Exercise prompt: Copy the records below verbatim, from the first line through the line containing "pub struct ChatClient", inclusive, and output nothing else.

Stored data:
————————

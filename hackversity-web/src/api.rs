use async_trait::async_trait;
use once_cell::unsync::OnceCell;
use reqwest::{Client, RequestBuilder, Response};
use serde::de::DeserializeOwned;
use shared::models::{
    ConversationId, DeleteConversationResponse, NewConversationRequest, NewConversationResponse,
    SendMessageRequest, SendMessageResponse,
};

use crate::config::{ChatRoutes, FrontendConfig};
use crate::csrf;
use crate::errors::{ChatError, ChatResult};

const CSRF_HEADER: &str = "X-CSRFToken";

pub(crate) const SEND_CONTEXT: &str = "Failed to send message";
pub(crate) const CREATE_CONTEXT: &str = "Failed to create new conversation";
pub(crate) const DELETE_CONTEXT: &str = "Failed to delete conversation";

thread_local! {
    static SHARED_CLIENT: OnceCell<ChatClient> = const { OnceCell::new() };
}

/// The chat endpoints the page depends on.
///
/// Implementations return the decoded body even when it reports
/// `success: false`; only transport and decoding failures are errors.
#[async_trait(?Send)]
pub trait ChatBackend {
    async fn send_message(&self, request: &SendMessageRequest) -> ChatResult<SendMessageResponse>;

    async fn create_conversation(
        &self,
        request: &NewConversationRequest,
    ) -> ChatResult<NewConversationResponse>;

    async fn delete_conversation(
        &self,
        id: &ConversationId,
    ) -> ChatResult<DeleteConversationResponse>;
}

/// Lightweight API client for the chat backend.
#[derive(Clone, Debug)]
pub struct ChatClient {
    base_url: String,
    routes: ChatRoutes,
    client: Client,
}

impl ChatClient {
    /// Create a new API client rooted at `base_url`.
    pub fn new(base_url: &str, routes: ChatRoutes) -> Self {
        Self {
            base_url: base_url.trim_end_matches('/').to_string(),
            routes,
            client: Client::new(),
        }
    }

    /// Client for the page's own origin. reqwest only accepts absolute URLs,
    /// so the origin is read from the window.
    pub fn for_page(config: &FrontendConfig) -> Self {
        let origin = web_sys::window()
            .and_then(|window| window.location().origin().ok())
            .unwrap_or_default();
        Self::new(&format!("{origin}{}", config.api_base), config.routes.clone())
    }

    pub fn shared() -> Self {
        SHARED_CLIENT.with(|cell| {
            cell.get_or_init(|| Self::for_page(&FrontendConfig::default()))
                .clone()
        })
    }

    pub(crate) fn api_url(&self, path: &str) -> String {
        format!("{}/{}", self.base_url, path.trim_start_matches('/'))
    }

    fn apply_csrf(request: RequestBuilder) -> RequestBuilder {
        request.header(CSRF_HEADER, csrf::current_token())
    }

    async fn decode<T: DeserializeOwned>(
        context: &'static str,
        sent: Result<Response, reqwest::Error>,
    ) -> ChatResult<T> {
        let response = sent.map_err(|err| ChatError::transport(context, err))?;
        log::debug!("{} answered {}", response.url(), response.status());
        response
            .json()
            .await
            .map_err(|err| ChatError::transport(context, err))
    }
}

#[async_trait(?Send)]
impl ChatBackend for ChatClient {
    async fn send_message(&self, request: &SendMessageRequest) -> ChatResult<SendMessageResponse> {
        let url = self.api_url(&self.routes.send_message);
        let sent = Self::apply_csrf(self.client.post(url))
            .json(request)
            .send()
            .await;
        Self::decode(SEND_CONTEXT, sent).await
    }

    async fn create_conversation(
        &self,
        request: &NewConversationRequest,
    ) -> ChatResult<NewConversationResponse> {
        let url = self.api_url(&self.routes.new_conversation);
        let sent = Self::apply_csrf(self.client.post(url))
            .json(request)
            .send()
            .await;
        Self::decode(CREATE_CONTEXT, sent).await
    }

    async fn delete_conversation(
        &self,
        id: &ConversationId,
    ) -> ChatResult<DeleteConversationResponse> {
        let url = self.api_url(&self.routes.conversation_api_url(id));
        let sent = Self::apply_csrf(self.client.delete(url)).send().await;
        Self::decode(DELETE_CONTEXT, sent).await
    }
}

————————

Task solution:
filename hackversity-web/src/api.rs
use async_trait::async_trait;
use once_cell::unsync::OnceCell;
use reqwest::{Client, RequestBuilder, Response};
use serde::de::DeserializeOwned;
use shared::models::{
    ConversationId, DeleteConversationResponse, NewConversationRequest, NewConversationResponse,
    SendMessageRequest, SendMessageResponse,
};

use crate::config::{ChatRoutes, FrontendConfig};
use crate::csrf;
use crate::errors::{ChatError, ChatResult};

const CSRF_HEADER: &str = "X-CSRFToken";

pub(crate) const SEND_CONTEXT: &str = "Failed to send message";
pub(crate) const CREATE_CONTEXT: &str = "Failed to create new conversation";
pub(crate) const DELETE_CONTEXT: &str = "Failed to delete conversation";

thread_local! {
    static SHARED_CLIENT: OnceCell<ChatClient> = const { OnceCell::new() };
}

/// The chat endpoints the page depends on.
///
/// Implementations return the decoded body even when it reports
/// `success: false`; only transport and decoding failures are errors.
#[async_trait(?Send)]
pub trait ChatBackend {
    async fn send_message(&self, request: &SendMessageRequest) -> ChatResult<SendMessageResponse>;

    async fn create_conversation(
        &self,
        request: &NewConversationRequest,
    ) -> ChatResult<NewConversationResponse>;

    async fn delete_conversation(
        &self,
        id: &ConversationId,
    ) -> ChatResult<DeleteConversationResponse>;
}

/// Lightweight API client for the chat backend.
#[derive(Clone, Debug)]
pub struct ChatClient {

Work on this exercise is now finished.